Saved entries
○ ○ ○ ○ ○
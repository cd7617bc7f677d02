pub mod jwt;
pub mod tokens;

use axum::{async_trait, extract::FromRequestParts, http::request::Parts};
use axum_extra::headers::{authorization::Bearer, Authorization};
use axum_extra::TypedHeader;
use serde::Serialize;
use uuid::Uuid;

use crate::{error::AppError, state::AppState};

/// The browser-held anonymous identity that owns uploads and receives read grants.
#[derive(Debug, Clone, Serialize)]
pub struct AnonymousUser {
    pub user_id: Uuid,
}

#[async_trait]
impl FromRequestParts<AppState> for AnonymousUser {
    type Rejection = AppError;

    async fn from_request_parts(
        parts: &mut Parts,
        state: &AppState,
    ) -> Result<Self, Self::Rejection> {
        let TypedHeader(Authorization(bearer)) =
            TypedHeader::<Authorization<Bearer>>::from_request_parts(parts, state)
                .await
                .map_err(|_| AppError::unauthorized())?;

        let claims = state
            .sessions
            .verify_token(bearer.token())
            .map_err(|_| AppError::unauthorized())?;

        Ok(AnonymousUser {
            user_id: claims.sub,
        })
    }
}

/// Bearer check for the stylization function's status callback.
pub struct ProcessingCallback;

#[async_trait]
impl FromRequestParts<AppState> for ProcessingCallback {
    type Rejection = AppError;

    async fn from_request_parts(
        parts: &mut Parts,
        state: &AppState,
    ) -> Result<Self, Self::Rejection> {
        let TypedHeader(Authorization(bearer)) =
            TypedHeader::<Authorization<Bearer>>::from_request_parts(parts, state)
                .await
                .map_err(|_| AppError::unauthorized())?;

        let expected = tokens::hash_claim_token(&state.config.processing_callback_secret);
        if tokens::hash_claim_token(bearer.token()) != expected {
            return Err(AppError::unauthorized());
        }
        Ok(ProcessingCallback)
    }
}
○ ○ ○ ○ ○
Please set down all of the data above again, matching it exactly.

repository cd7617bc7f677d02
pub mod jwt;
pub mod tokens;

use axum::{async_trait, extract::FromRequestParts, http::request::Parts};
use axum_extra::headers::{authorization::Bearer, Authorization};
use axum_extra::TypedHeader;
use serde::Serialize;
use uuid::Uuid;

use crate::{error::AppError, state::AppState};

/// The browser-held anonymous identity that owns uploads and receives read grants.
#[derive(Debug, Clone, Serialize)]
pub struct AnonymousUser {
    pub user_id: Uuid,
}

#[async_trait]
impl FromRequestParts<AppState> for AnonymousUser {
    type Rejection = AppError;

    async fn from_request_parts(
        parts: &mut Parts,
        state: &AppState,
    ) -> Result<Self, Self::Rejection> {
        let TypedHeader(Authorization(bearer)) =
            TypedHeader::<Authorization<Bearer>>::from_request_parts(parts, state)
                .await
                .map_err(|_| AppError::unauthorized())?;

        let claims = state
            .sessions
            .verify_token(bearer.token())
            .map_err(|_| AppError::unauthorized())?;

        Ok(AnonymousUser {
            user_id: claims.sub,
        })
    }
}

/// Bearer check for the stylization function's status callback.
pub struct ProcessingCallback;

#[async_trait]
impl FromRequestParts<AppState> for ProcessingCallback {
    type Rejection = AppError;

    async fn from_request_parts(
        parts: &mut Parts,
        state: &AppState,
    ) -> Result<Self, Self::Rejection> {
        let TypedHeader(Authorization(bearer)) =
            TypedHeader::<Authorization<Bearer>>::from_request_parts(parts, state)
                .await
                .map_err(|_| AppError::unauthorized())?;

        let expected = tokens::hash_claim_token(&state.config.processing_callback_secret);
        if tokens::hash_claim_token(bearer.token()) != expected {
            return Err(AppError::unauthorized());
        }
        Ok(ProcessingCallback)
    }
}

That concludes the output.